Di tempat yang sama, Kuasa Hukum Juliari Peter Batubara, Magdir Ismail mengatakan pihaknya memilih tidak akan menyampaikan eksepsi atas dakwaan KPK terhadap Juliari. Menurut Magdir, Juliari akan membantah semua dakwaan KPK dalam persidangan berikutnya dan ingin segera menyelesaikan persidangan tersebut.
“Kami sudah berdiskusi dengan terdakwa dan para penasihat hukum, kami tidak akan mengajukan keberatan dengan pertimbangan bahwa agar perkara ini bisa diselesaikan secara cepat,” ujar Magdir.
Namun, Magdir mengatakan pihaknya mengajukan permohonan kepada Majelis Hakim agar memperhatikan jumlah uang dan para pemberi suap dalam surat dakwaan KPK. Pasalnya, yang riil disebutkan memberikan suap hanya Harry Van Sidubukke dengan nilai suap Rp 1,28 miliar terkait terkait penunjukan PT Pertani dan PT Mandala Hamonangan Sude dalam pengadaan bansos sembako di Kemensos Tahun 2020 dan Ardian Iskandar Maddanatja dengan nilai suap Rp 1,95 miliar terkait penunjukan PT Tiga Pilar Agro Utama.
“Terkait dakwaan menerima suap Rp 29,252 miliar, disebutkan dalam surat dakwaan berasal dari sejumlah pihak, tetapi pihak-pihak tersebut tidak pernah didakwa dan diadili memberikan suap kepada klien kami melalui Adi Wahyono dan Matheus Joko Santoso. Jadi, yang riil sebenarnya hanya Harry Van Sidabukke dan Ardian Iskandar Maddanatja dengan total nilai suap Rp 3,23 miliar,” tandas dia.
Padahal, kata Magdir, jika benar uang sebesar Rp 29,252 miliar merupakan uang suap, harus diterangkan siapa penyuapnya. Kalaupun itu masuk dalam kategori suap pasif, kata dia, maka juga harus jelas siapa pemberi karena tindakan suap merupakan delik berpasangan.

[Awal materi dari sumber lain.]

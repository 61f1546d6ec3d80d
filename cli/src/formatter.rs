//! Output formatters for statement results
//!
//! Renders the active view of a result store as a box-drawn table, JSON or CSV.

use clap::ValueEnum;
use serde_json::{Map as JsonMap, Value as JsonValue};
use streamsql_link::{Statement, StatementResultField};

use crate::error::{CLIError, Result};
use crate::store::MaterializedResultStore;

/// Maximum column width before truncation
const MAX_COLUMN_WIDTH: usize = 32;

/// Minimum column width when resizing to fit the terminal
const MIN_COLUMN_WIDTH: usize = 6;

/// Output format for non-interactive results
#[derive(Debug, Clone, Copy, PartialEq, Eq, ValueEnum)]
pub enum OutputFormat {
    Table,
    Json,
    Csv,
}

impl OutputFormat {
    pub fn parse(value: &str) -> Option<Self> {
        match value.trim().to_lowercase().as_str() {
            "table" => Some(OutputFormat::Table),
            "json" => Some(OutputFormat::Json),
            "csv" => Some(OutputFormat::Csv),
            _ => None,
        }
    }

    pub fn as_str(&self) -> &'static str {
        match self {
            OutputFormat::Table => "table",
            OutputFormat::Json => "json",
            OutputFormat::Csv => "csv",
        }
    }
}

/// Formats statement results for display
pub struct OutputFormatter {
    format: OutputFormat,
    color: bool,
}

impl OutputFormatter {
    /// Create a new formatter
    pub fn new(format: OutputFormat, color: bool) -> Self {
        Self { format, color }
    }

    pub fn format(&self) -> OutputFormat {
        self.format
    }

    pub fn set_format(&mut self, format: OutputFormat) {
        self.format = format;
    }

    /// Get terminal width, defaulting to 80 if unavailable
    pub fn terminal_width() -> usize {
        if let Some((w, _h)) = term_size::dimensions() {
            w
        } else {
            80
        }
    }

    /// Truncate a string to max width with ellipsis
    fn truncate_value(value: &str, max_width: usize) -> String {
        if value.chars().count() <= max_width {
            value.to_string()
        } else if max_width <= 3 {
            value.chars().take(max_width).collect()
        } else {
            let take = max_width - 3;
            format!("{}...", value.chars().take(take).collect::<String>())
        }
    }

    /// Format the active view of a store
    pub fn format_store(&self, store: &MaterializedResultStore) -> Result<String> {
        let headers = store.headers();
        match self.format {
            OutputFormat::Table => {
                let rows: Vec<Vec<String>> = store
                    .iter()
                    .map(|fields| fields.iter().map(|f| f.to_string()).collect())
                    .collect();
                let mut output =
                    Self::table_lines(&headers, &rows, Self::terminal_width()).join("\n");
                let row_label = if rows.len() == 1 { "row" } else { "rows" };
                output.push_str(&format!("\n({} {})", rows.len(), row_label));
                Ok(output)
            },
            OutputFormat::Json => self.format_json(&headers, store),
            OutputFormat::Csv => Ok(self.format_csv(&headers, store)),
        }
    }

    /// Box-drawn table sized to `terminal_width`, one string per line.
    pub fn table_lines(
        headers: &[String],
        rows: &[Vec<String>],
        terminal_width: usize,
    ) -> Vec<String> {
        let mut col_widths: Vec<usize> = headers.iter().map(|h| h.chars().count()).collect();
        for row in rows {
            for (i, value) in row.iter().enumerate().take(col_widths.len()) {
                col_widths[i] = col_widths[i].max(value.chars().count());
            }
        }

        let column_count = col_widths.len();
        if column_count == 0 {
            return vec!["(no columns)".to_string()];
        }

        let border_padding = column_count * 3 + 1;
        let available = terminal_width.saturating_sub(border_padding).max(column_count);

        // Only truncate if total width exceeds available space
        let mut total_width = col_widths.iter().sum::<usize>();
        if total_width > available {
            for width in col_widths.iter_mut() {
                *width = (*width).min(MAX_COLUMN_WIDTH);
            }
            total_width = col_widths.iter().sum();

            while total_width > available {
                let shrinkable = col_widths
                    .iter()
                    .enumerate()
                    .filter(|(_, width)| **width > MIN_COLUMN_WIDTH)
                    .max_by_key(|(_, width)| **width)
                    .or_else(|| {
                        col_widths
                            .iter()
                            .enumerate()
                            .filter(|(_, width)| **width > 1)
                            .max_by_key(|(_, width)| **width)
                    })
                    .map(|(idx, _)| idx);
                match shrinkable {
                    Some(idx) => col_widths[idx] -= 1,
                    None => break,
                }
                total_width = col_widths.iter().sum();
            }
        }

        let border = |left: char, mid: char, right: char| {
            let mut line = String::new();
            line.push(left);
            for (idx, width) in col_widths.iter().enumerate() {
                line.push_str(&"─".repeat(width + 2));
                line.push(if idx == column_count - 1 { right } else { mid });
            }
            line
        };
        let cells = |values: &[String]| {
            let mut line = String::from("│");
            for (i, width) in col_widths.iter().enumerate() {
                let value = values.get(i).map(String::as_str).unwrap_or("");
                let truncated = Self::truncate_value(value, *width);
                line.push_str(&format!(" {:width$} │", truncated, width = *width));
            }
            line
        };

        let mut lines = Vec::with_capacity(rows.len() + 4);
        lines.push(border('┌', '┬', '┐'));
        lines.push(cells(headers));
        lines.push(border('├', '┼', '┤'));
        for row in rows {
            lines.push(cells(row));
        }
        lines.push(border('└', '┴', '┘'));
        lines
    }

    /// Format as JSON: an array of objects keyed by header
    fn format_json(&self, headers: &[String], store: &MaterializedResultStore) -> Result<String> {
        let rows: Vec<JsonValue> = store
            .iter()
            .map(|fields| {
                let mut object = JsonMap::new();
                for (header, field) in headers.iter().zip(fields.iter()) {
                    object.insert(header.clone(), field_to_json(field));
                }
                JsonValue::Object(object)
            })
            .collect();
        serde_json::to_string_pretty(&rows).map_err(|e| CLIError::FormatError(e.to_string()))
    }

    /// Format as CSV
    fn format_csv(&self, headers: &[String], store: &MaterializedResultStore) -> String {
        let mut output = headers
            .iter()
            .map(|h| Self::escape_csv(h))
            .collect::<Vec<_>>()
            .join(",");
        output.push('\n');

        for fields in store.iter() {
            let values: Vec<String> = fields
                .iter()
                .map(|field| {
                    if field.is_null() {
                        String::new()
                    } else {
                        Self::escape_csv(&field.to_string())
                    }
                })
                .collect();
            output.push_str(&values.join(","));
            output.push('\n');
        }

        output
    }

    /// Escape commas, quotes and newlines for CSV
    fn escape_csv(value: &str) -> String {
        if value.contains(',') || value.contains('"') || value.contains('\n') {
            format!("\"{}\"", value.replace('"', "\"\""))
        } else {
            value.to_string()
        }
    }

    /// One-line statement summary for `\status`
    pub fn format_statement_status(&self, statement: &Statement) -> String {
        let mut output = format!(
            "Statement: {}\nPhase:     {}",
            statement.name,
            statement.phase().as_str()
        );
        if !statement.detail().is_empty() {
            output.push_str(&format!("\nDetail:    {}", statement.detail()));
        }
        output.push_str(&format!(
            "\nBounded:   {}",
            if statement.is_bounded() { "yes" } else { "no" }
        ));
        for column in statement.columns() {
            output.push_str(&format!(
                "\n  {} {}",
                column.name,
                column.data_type.type_string()
            ));
        }
        output
    }

    /// Error line shown by the prompt
    pub fn format_error(&self, message: &str) -> String {
        if self.color {
            format!("\x1b[31m✗ {}\x1b[0m", message)
        } else {
            format!("✗ {}", message)
        }
    }
}

/// Structured JSON for a converted field
///
/// Maps become objects keyed by the rendered key; rows become arrays.
pub fn field_to_json(field: &StatementResultField) -> JsonValue {
    match field {
        StatementResultField::Atomic { .. } if field.is_null() => JsonValue::Null,
        StatementResultField::Atomic { value, .. } => JsonValue::String(value.clone()),
        StatementResultField::Array { values, .. } | StatementResultField::Row { values, .. } => {
            JsonValue::Array(values.iter().map(field_to_json).collect())
        },
        StatementResultField::Map { entries, .. } => {
            let mut object = JsonMap::new();
            for entry in entries {
                object.insert(entry.key.to_string(), field_to_json(&entry.value));
            }
            JsonValue::Object(object)
        },
    }
}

“Kami katakan demikian karena sependek pengetahun kami delik suap itu adalah delik berpasangan, ada pemberi dan ada penerima. Dan Klien kami didakwa melanggar Pasal 12 huruf b atau Pasal 11 UU Tipikor. Tetapi belum ada yang didakwa sebagai pemberi uang sebesar Rp 29.252.000.000,00,” terang Magdir.

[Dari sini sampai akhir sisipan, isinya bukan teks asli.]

use serde::{Deserialize, Serialize};
use std::collections::HashMap;
use std::fmt;

use super::data_type::ColumnDetails;

/// Lifecycle phase of a statement tracked by the gateway
#[derive(Debug, Clone, PartialEq, Eq, Hash, Serialize, Deserialize)]
#[serde(from = "String", into = "String")]
pub enum StatementPhase {
    Pending,
    Running,
    Completed,
    Deleting,
    Failed,
    Stopped,
    Unknown(String),
}

impl StatementPhase {
    /// The statement will not produce further results.
    pub fn is_terminal(&self) -> bool {
        matches!(
            self,
            StatementPhase::Completed | StatementPhase::Failed | StatementPhase::Stopped
        )
    }

    /// Results may be paged in this phase.
    pub fn has_results(&self) -> bool {
        matches!(self, StatementPhase::Running | StatementPhase::Completed)
    }

    pub fn as_str(&self) -> &str {
        match self {
            StatementPhase::Pending => "PENDING",
            StatementPhase::Running => "RUNNING",
            StatementPhase::Completed => "COMPLETED",
            StatementPhase::Deleting => "DELETING",
            StatementPhase::Failed => "FAILED",
            StatementPhase::Stopped => "STOPPED",
            StatementPhase::Unknown(phase) => phase.as_str(),
        }
    }
}

impl From<String> for StatementPhase {
    fn from(value: String) -> Self {
        match value.as_str() {
            "PENDING" => StatementPhase::Pending,
            "RUNNING" => StatementPhase::Running,
            "COMPLETED" => StatementPhase::Completed,
            "DELETING" => StatementPhase::Deleting,
            "FAILED" => StatementPhase::Failed,
            "STOPPED" => StatementPhase::Stopped,
            _ => StatementPhase::Unknown(value),
        }
    }
}

impl From<StatementPhase> for String {
    fn from(value: StatementPhase) -> Self {
        match value {
            StatementPhase::Unknown(phase) => phase,
            other => other.as_str().to_string(),
        }
    }
}

impl fmt::Display for StatementPhase {
    fn fmt(&self, f: &mut fmt::Formatter<'_>) -> fmt::Result {
        f.write_str(self.as_str())
    }
}

/// Result schema of a statement
#[derive(Debug, Clone, Default, PartialEq, Serialize, Deserialize)]
pub struct ResultSchema {
    #[serde(default)]
    pub columns: Vec<ColumnDetails>,
}

/// Properties the gateway derives from the planned query
#[derive(Debug, Clone, Default, PartialEq, Serialize, Deserialize)]
pub struct StatementTraits {
    #[serde(default, skip_serializing_if = "Option::is_none")]
    pub schema: Option<ResultSchema>,

    /// Bounded statements eventually complete; unbounded ones stream forever.
    #[serde(default)]
    pub is_bounded: bool,

    /// Append-only statements never emit retractions.
    #[serde(default)]
    pub is_append_only: bool,

    #[serde(default, skip_serializing_if = "Option::is_none")]
    pub upsert_columns: Option<Vec<u32>>,
}

/// Status block of a statement
#[derive(Debug, Clone, PartialEq, Serialize, Deserialize)]
pub struct StatementStatus {
    pub phase: StatementPhase,

    #[serde(default, skip_serializing_if = "Option::is_none")]
    pub detail: Option<String>,

    #[serde(default, skip_serializing_if = "Option::is_none")]
    pub traits: Option<StatementTraits>,
}

/// Submitted SQL and its execution properties
#[derive(Debug, Clone, Default, PartialEq, Serialize, Deserialize)]
pub struct StatementSpec {
    pub statement: String,

    #[serde(default, skip_serializing_if = "HashMap::is_empty")]
    pub properties: HashMap<String, String>,

    #[serde(default, skip_serializing_if = "Option::is_none")]
    pub compute_pool_id: Option<String>,
}

/// A statement as returned by the gateway
///
/// # Example JSON
///
/// ```json
/// {
///   "name": "cli-2024-05-01-101500-3f2a",
///   "spec": {"statement": "SELECT * FROM orders;"},
///   "status": {
///     "phase": "RUNNING",
///     "traits": {
///       "is_bounded": false,
///       "schema": {"columns": [{"name": "id", "type": {"type": "INTEGER", "nullable": false}}]}
///     }
///   }
/// }
/// ```
#[derive(Debug, Clone, PartialEq, Serialize, Deserialize)]
pub struct Statement {
    pub name: String,

    pub spec: StatementSpec,

    pub status: StatementStatus,
}

impl Statement {
    pub fn phase(&self) -> &StatementPhase {
        &self.status.phase
    }

    /// Result columns, empty for statements without a schema (DDL, SET, ...).
    pub fn columns(&self) -> &[ColumnDetails] {
        self.status
            .traits
            .as_ref()
            .and_then(|t| t.schema.as_ref())
            .map(|s| s.columns.as_slice())
            .unwrap_or(&[])
    }

    pub fn is_bounded(&self) -> bool {
        self.status
            .traits
            .as_ref()
            .map(|t| t.is_bounded)
            .unwrap_or(true)
    }

    pub fn detail(&self) -> &str {
        self.status.detail.as_deref().unwrap_or("")
    }
}

/// Body of the create-statement request
#[derive(Debug, Clone, Serialize, Deserialize)]
pub struct CreateStatementRequest {
    pub name: String,

    #[serde(default, skip_serializing_if = "Option::is_none")]
    pub organization_id: Option<String>,

    #[serde(default, skip_serializing_if = "Option::is_none")]
    pub environment_id: Option<String>,

    pub spec: StatementSpec,
}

Berdasarkan surat dakwaan, tercatat sebanyak 57 vendor atau perusahaan diduga memberikan total nilai suap senilai Rp 29,252 miliar kepada Juliari melalui Adi Wahyono dan Matheus Joko Santoso dalam pengadaan bansos sembako di Kemensos Tahun 2020. Dari 57 vendor ini, terdapat 29 vendor yang disebut menyerahkan fee dalam dakwaan, namun membantah dalam BAP. Total nilai suap dari 29 perusahaan yang membantah ini sebesar Rp 15,967 miliar.
Lalu, terdapat 20 vendor yang justru tidak diperiksa atau di-BAP sama sekali. Total nilai suap dari 20 vendor yang tidak diperiksa sama sekali, tetapi disebutkan dalam dakwaan sebesar Rp 9 miliar. Hanya ada 8 vendor yang mengakui menyerahkan uang sebagai fee dan/atau tanda terima kasih melalui Matheus Joko Santoso dan Adi Wahyono. Total nilai suap dari 8 vendor ini sebesar Rp 4,28 miliar.

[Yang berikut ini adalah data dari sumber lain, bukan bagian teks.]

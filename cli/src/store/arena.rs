//! Slot arena holding a doubly linked list.
//!
//! Nodes live in a `Vec` and link to each other by slot index. Callers keep
//! [`NodeHandle`]s, which pair the slot with the generation it was allocated
//! in, so a handle to a removed node never resolves to whatever reused the
//! slot afterwards.

/// Stable reference to a node in a [`LinkedArena`]
#[derive(Debug, Clone, Copy, PartialEq, Eq, Hash)]
pub struct NodeHandle {
    slot: usize,
    generation: u64,
}

#[derive(Debug)]
struct Node<T> {
    value: T,
    prev: Option<usize>,
    next: Option<usize>,
}

#[derive(Debug)]
struct Slot<T> {
    generation: u64,
    node: Option<Node<T>>,
}

/// Insertion-ordered list with O(1) push, pop and removal by handle
#[derive(Debug)]
pub struct LinkedArena<T> {
    slots: Vec<Slot<T>>,
    /// Vacant slot indices, reused before the arena grows
    free_list: Vec<usize>,
    head: Option<usize>,
    tail: Option<usize>,
    len: usize,
}

impl<T> Default for LinkedArena<T> {
    fn default() -> Self {
        Self::new()
    }
}

impl<T> LinkedArena<T> {
    pub fn new() -> Self {
        Self {
            slots: Vec::new(),
            free_list: Vec::new(),
            head: None,
            tail: None,
            len: 0,
        }
    }

    pub fn len(&self) -> usize {
        self.len
    }

    pub fn is_empty(&self) -> bool {
        self.len == 0
    }

    /// Number of allocated slots, live or vacant.
    pub fn capacity(&self) -> usize {
        self.slots.len()
    }

    pub fn push_back(&mut self, value: T) -> NodeHandle {
        let node = Node {
            value,
            prev: self.tail,
            next: None,
        };

        let slot = match self.free_list.pop() {
            Some(slot) => {
                let entry = &mut self.slots[slot];
                entry.generation += 1;
                entry.node = Some(node);
                slot
            },
            None => {
                self.slots.push(Slot {
                    generation: 0,
                    node: Some(node),
                });
                self.slots.len() - 1
            },
        };

        match self.tail {
            Some(tail) => {
                if let Some(tail_node) = self.slots[tail].node.as_mut() {
                    tail_node.next = Some(slot);
                }
            },
            None => self.head = Some(slot),
        }
        self.tail = Some(slot);
        self.len += 1;

        NodeHandle {
            slot,
            generation: self.slots[slot].generation,
        }
    }

    pub fn contains(&self, handle: NodeHandle) -> bool {
        self.get(handle).is_some()
    }

    pub fn get(&self, handle: NodeHandle) -> Option<&T> {
        let slot = self.slots.get(handle.slot)?;
        if slot.generation != handle.generation {
            return None;
        }
        slot.node.as_ref().map(|node| &node.value)
    }

    /// Unlink and return the node's value. Stale handles return `None`.
    pub fn remove(&mut self, handle: NodeHandle) -> Option<T> {
        let slot = self.slots.get_mut(handle.slot)?;
        if slot.generation != handle.generation {
            return None;
        }
        let node = slot.node.take()?;

        match node.prev {
            Some(prev) => {
                if let Some(prev_node) = self.slots[prev].node.as_mut() {
                    prev_node.next = node.next;
                }
            },
            None => self.head = node.next,
        }
        match node.next {
            Some(next) => {
                if let Some(next_node) = self.slots[next].node.as_mut() {
                    next_node.prev = node.prev;
                }
            },
            None => self.tail = node.prev,
        }

        self.free_list.push(handle.slot);
        self.len -= 1;
        Some(node.value)
    }

    pub fn iter(&self) -> Iter<'_, T> {
        Iter {
            arena: self,
            cursor: self.head,
            remaining: self.len,
        }
    }
}

/// Front-to-back iterator over a [`LinkedArena`]
pub struct Iter<'a, T> {
    arena: &'a LinkedArena<T>,
    cursor: Option<usize>,
    remaining: usize,
}

impl<'a, T> Iterator for Iter<'a, T> {
    type Item = &'a T;

    fn next(&mut self) -> Option<Self::Item> {
        let node = self.arena.slots.get(self.cursor?)?.node.as_ref()?;
        self.cursor = node.next;
        self.remaining = self.remaining.saturating_sub(1);
        Some(&node.value)
    }

    fn size_hint(&self) -> (usize, Option<usize>) {
        (self.remaining, Some(self.remaining))
    }
}

impl<'a, T> ExactSizeIterator for Iter<'a, T> {}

“Sekiranya tidak adanya penyuapan terkait dengan uang sebesar Rp 29,252 miliar, tetapi adalah gratifikasi dan penerimanya tidak melapor kepada KPK, senyatanya tidak ada pula dakwaan penerimaan gratifikasi tanpa melapor kepada KPK,” ungkap Magdir.
Selain itu, Magdir juga meminta majelis hakim untuk memperhatikan bahwa semua uang suap yang didakwakan, tidak berasal dari Juliari P Batubara, tetapi melalui perantaran Adi Wahyono dan Matheus Joko Santoso.
“Kami minta perhatian dari Majelis Hakim juga, bahwa semua uang yang disita oleh penyidik KPK, ketika dilakukan tangkap tangan tidak berasal dari klien kami Jualiri P. Batubara. Dan ketika klien kami mengetahui adanya tangkap tangan terhadap Matheus Joko Santoso, dengan iktikad baik klien kami datang ke kantor KPK untuk menemui penyidik,” pungkas Magdir.